In one of the major attacks that lasted nearly two years, the hackers gained backdoor access to close to 3,000 servers with RATs, following brute force attacks. The hackers also deployed Voller (VDS) and Monero *XRM) crytpominers on the compromised servers.
This type of attack has been classified as highly potent and tends to be fileless. That is because they use trusted software, which makes it very difficult to be flagged by antivirus software. Also, the threat actors are very careful and usually don’t leave any artifacts behind that can trace back to them. In most cases, the attacker tries to blend in with regular administrative tasks and normal network activity, while staying hidden for a long period. Microsoft noted that the use of LOLBin shows the importance of gaining full visibility of the runtime behavior of scripts to expose malicious codes.

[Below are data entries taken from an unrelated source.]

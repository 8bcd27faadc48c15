//! HTTP request handlers for the target routes.

use super::{ApiError, ApiJson, AppState};
use crate::db::{EventRecord, MonitorTarget, PingSample};
use crate::probe;
use crate::registry::TargetPatch;
use crate::stats::{self, Insights};

use axum::{
    body::Body,
    extract::{Path, Query, State},
    http::header,
    response::{IntoResponse, Json, Response},
};
use bytes::Bytes;
use chrono::{DateTime, Utc};
use serde::{Deserialize, Serialize};
use std::io;
use std::time::Duration;
use tokio_stream::wrappers::ReceiverStream;

const EXPORT_PAGE_SIZE: i64 = 500;

// ============================================================================
// Request / response shapes
// ============================================================================

fn default_frequency() -> u32 {
    1
}

#[derive(Debug, Deserialize)]
pub struct CreateTargetRequest {
    pub ip: String,
    #[serde(default = "default_frequency")]
    pub frequency: u32,
    #[serde(default)]
    pub url: Option<String>,
    #[serde(default)]
    pub notes: Option<String>,
}

#[derive(Debug, Deserialize)]
pub struct UpdateTargetRequest {
    #[serde(default)]
    pub frequency: Option<u32>,
    #[serde(default)]
    pub url: Option<String>,
    #[serde(default)]
    pub notes: Option<String>,
}

#[derive(Debug, Serialize)]
pub struct TargetStatus {
    pub message: String,
    pub id: i64,
}

/// Sample row as exposed on `/logs`; the target id is implied by the path.
#[derive(Debug, Serialize)]
pub struct LogRow {
    pub time: DateTime<Utc>,
    pub latency_ms: Option<f64>,
    pub hops: Option<i64>,
    pub packet_loss: bool,
}

impl From<PingSample> for LogRow {
    fn from(s: PingSample) -> Self {
        Self {
            time: s.time,
            latency_ms: s.latency_ms,
            hops: s.hops,
            packet_loss: s.packet_loss,
        }
    }
}

#[derive(Debug, Serialize)]
pub struct TracerouteResponse {
    pub target_id: i64,
    pub target_ip: String,
    pub started_at: DateTime<Utc>,
    pub finished_at: DateTime<Utc>,
    pub duration_ms: f64,
    pub hops: Vec<probe::TraceHop>,
}

fn default_limit() -> i64 {
    100
}

#[derive(Debug, Deserialize)]
pub struct LimitQuery {
    #[serde(default = "default_limit")]
    pub limit: i64,
}

fn default_window_minutes() -> i64 {
    stats::DEFAULT_WINDOW_MINUTES
}

fn default_bucket_seconds() -> i64 {
    stats::DEFAULT_BUCKET_SECONDS
}

#[derive(Debug, Deserialize)]
pub struct InsightsQuery {
    #[serde(default = "default_window_minutes")]
    pub window_minutes: i64,
    #[serde(default = "default_bucket_seconds")]
    pub bucket_seconds: i64,
}

fn default_max_hops() -> u32 {
    20
}

fn default_trace_timeout() -> f64 {
    25.0
}

#[derive(Debug, Deserialize)]
pub struct TracerouteQuery {
    #[serde(default = "default_max_hops")]
    pub max_hops: u32,
    #[serde(default = "default_trace_timeout")]
    pub timeout: f64,
}

// ============================================================================
// Targets
// ============================================================================

pub async fn handle_create_target(
    State(state): State<AppState>,
    ApiJson(req): ApiJson<CreateTargetRequest>,
) -> Result<Json<TargetStatus>, ApiError> {
    let target = state
        .registry
        .create(&req.ip, req.frequency, req.url, req.notes)
        .await?;

    Ok(Json(TargetStatus {
        message: format!("Started tracking {}", target.ip),
        id: target.id,
    }))
}

pub async fn handle_list_targets(
    State(state): State<AppState>,
) -> Result<Json<Vec<MonitorTarget>>, ApiError> {
    Ok(Json(state.registry.list()?))
}

pub async fn handle_update_target(
    State(state): State<AppState>,
    Path(id): Path<i64>,
    ApiJson(req): ApiJson<UpdateTargetRequest>,
) -> Result<Json<MonitorTarget>, ApiError> {
    let target = state
        .registry
        .update(
            id,
            TargetPatch {
                frequency_seconds: req.frequency,
                url: req.url,
                notes: req.notes,
            },
        )
        .await?;
    Ok(Json(target))
}

pub async fn handle_pause_target(
    State(state): State<AppState>,
    Path(id): Path<i64>,
) -> Result<Json<TargetStatus>, ApiError> {
    state.registry.pause(id).await?;
    Ok(Json(TargetStatus {
        message: "Tracking paused".to_string(),
        id,
    }))
}

pub async fn handle_resume_target(
    State(state): State<AppState>,
    Path(id): Path<i64>,
) -> Result<Json<TargetStatus>, ApiError> {
    state.registry.resume(id).await?;
    Ok(Json(TargetStatus {
        message: "Tracking resumed".to_string(),
        id,
    }))
}

pub async fn handle_delete_target(
    State(state): State<AppState>,
    Path(id): Path<i64>,
) -> Result<Json<TargetStatus>, ApiError> {
    state.registry.delete(id).await?;
    Ok(Json(TargetStatus {
        message: "Target deleted".to_string(),
        id,
    }))
}

// ============================================================================
// Samples & events
// ============================================================================

pub async fn handle_get_logs(
    State(state): State<AppState>,
    Path(id): Path<i64>,
    Query(query): Query<LimitQuery>,
) -> Result<Json<Vec<LogRow>>, ApiError> {
    // History endpoints work for deleted targets too.
    state.registry.get(id)?;
    let samples = state.store.recent_samples(id, query.limit)?;
    Ok(Json(samples.into_iter().map(LogRow::from).collect()))
}

/// Streaming CSV export of a target's full raw history, oldest-first.
///
/// Rows are produced page by page from a keyset cursor; the response never
/// materialises the whole result.
pub async fn handle_export_logs(
    State(state): State<AppState>,
    Path(id): Path<i64>,
) -> Result<Response, ApiError> {
    let target = state.registry.get(id)?;

    let (tx, rx) = tokio::sync::mpsc::channel::<Result<Bytes, io::Error>>(8);
    let store = state.store.clone();
    let target_ip = target.ip.clone();

    tokio::task::spawn_blocking(move || {
        let header = "time,target_id,target_ip,latency_ms,hops,packet_loss\n";
        if tx.blocking_send(Ok(Bytes::from(header))).is_err() {
            return;
        }

        let mut after: Option<DateTime<Utc>> = None;
        loop {
            let page = match store.samples_page(id, after, EXPORT_PAGE_SIZE) {
                Ok(page) => page,
                Err(e) => {
                    let _ = tx.blocking_send(Err(io::Error::other(e.to_string())));
                    return;
                }
            };
            if page.is_empty() {
                return;
            }
            after = page.last().map(|s| s.time);

            let mut chunk = String::new();
            for sample in &page {
                csv_row(&mut chunk, sample, &target_ip);
            }
            if tx.blocking_send(Ok(Bytes::from(chunk))).is_err() {
                return;
            }
        }
    });

    let disposition = format!(
        "attachment; filename=pingmedaddy-target-{}-logs.csv",
        target.id
    );
    Ok((
        [
            (header::CONTENT_TYPE, "text/csv; charset=utf-8".to_string()),
            (header::CONTENT_DISPOSITION, disposition),
        ],
        Body::from_stream(ReceiverStream::new(rx)),
    )
        .into_response())
}

fn csv_row(out: &mut String, sample: &PingSample, target_ip: &str) {
    out.push_str(&sample.time.to_rfc3339());
    out.push(',');
    out.push_str(&sample.target_id.to_string());
    out.push(',');
    out.push_str(target_ip);
    out.push(',');
    if let Some(latency) = sample.latency_ms {
        out.push_str(&latency.to_string());
    }
    out.push(',');
    if let Some(hops) = sample.hops {
        out.push_str(&hops.to_string());
    }
    out.push(',');
    out.push_str(if sample.packet_loss { "1" } else { "0" });
    out.push('\n');
}

pub async fn handle_get_events(
    State(state): State<AppState>,
    Path(id): Path<i64>,
    Query(query): Query<LimitQuery>,
) -> Result<Json<Vec<EventRecord>>, ApiError> {
    state.registry.get(id)?;
    Ok(Json(state.store.events_for_target(id, query.limit.clamp(1, 1000))?))
}

// ============================================================================
// Insights & traceroute
// ============================================================================

pub async fn handle_get_insights(
    State(state): State<AppState>,
    Path(id): Path<i64>,
    Query(query): Query<InsightsQuery>,
) -> Result<Json<Insights>, ApiError> {
    let target = state.registry.get(id)?;
    let insights = stats::compute_insights(
        &state.store,
        &target,
        query.window_minutes,
        query.bucket_seconds,
        Utc::now(),
    )?;
    Ok(Json(insights))
}

pub async fn handle_traceroute(
    State(state): State<AppState>,
    Path(id): Path<i64>,
    Query(query): Query<TracerouteQuery>,
) -> Result<Json<TracerouteResponse>, ApiError> {
    let target = state.registry.get(id)?;

    let max_hops = query.max_hops.clamp(1, 64);
    let timeout = Duration::from_secs_f64(query.timeout.clamp(1.0, 60.0));

    let result = probe::run_traceroute(
        &target.ip,
        max_hops,
        timeout,
        state.settings.traceroute_binary.as_deref(),
    )
    .await?;

    Ok(Json(TracerouteResponse {
        target_id: target.id,
        target_ip: target.ip,
        started_at: result.started_at,
        finished_at: result.finished_at,
        duration_ms: result.duration_ms,
        hops: result.hops,
    }))
}

#[cfg(test)]
mod tests {
    use super::*;

    #[test]
    fn test_csv_row_formats_nulls_as_empty() {
        let time = DateTime::parse_from_rfc3339("2026-03-01T09:00:00+00:00")
            .unwrap()
            .with_timezone(&Utc);

        let mut out = String::new();
        csv_row(
            &mut out,
            &PingSample {
                time,
                target_id: 3,
                latency_ms: Some(12.5),
                hops: Some(7),
                packet_loss: false,
            },
            "10.0.0.1",
        );
        assert_eq!(out, "2026-03-01T09:00:00+00:00,3,10.0.0.1,12.5,7,0\n");

        let mut out = String::new();
        csv_row(
            &mut out,
            &PingSample {
                time,
                target_id: 3,
                latency_ms: None,
                hops: None,
                packet_loss: true,
            },
            "10.0.0.1",
        );
        assert_eq!(out, "2026-03-01T09:00:00+00:00,3,10.0.0.1,,,1\n");
    }
}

Microsoft SQL Servers Keep Getting Exposed
As stated earlier, the MSSQL servers have been attacked more than once this year. In February, security researchers warned that vulnerable MISSQL Servers were being targeted by hackers as part of the campaign to deploy the Cobalt Strike tool on affected hosts.
“Attacks that target MS SQL servers include attacks to the environment where its vulnerability has not been patched, South Korean cybersecurity firm ASEC warned at the time.
The Cobalt Strike penetration testing framework enables threat actors to deploy an agent on the targeted system, giving them remote access to the affected system. An already cracked version of the software has been seen actively being used by several threat actors in the wild. According to ASEC, the intrusions involved scanning port 1433 to verify the exposed MSSQL server to carry out brute force attacks. In most cases, the hackers find it easier to compromise servers on the internet. Even those not accessible over the internet are also vulnerable, but they are less likely to be exposed.
How Admins Can Defend Their Servers
Microsoft has also provided a piece of advice to help admins defend against the attacks. They have been asked not to expose the servers to the internet to prevent making them targets of attacks. They should also place the server behind a firewall and use a strong admin password that cannot be brute-forced or guessed.
Also, Microsoft has advised the admins to apply the latest security updates to minimize the chance of an attack and prevent attacks that take advantage of known vulnerabilities. Admins should also enable login to monitor for unexpected or suspicious activity or a reoccurring attempt.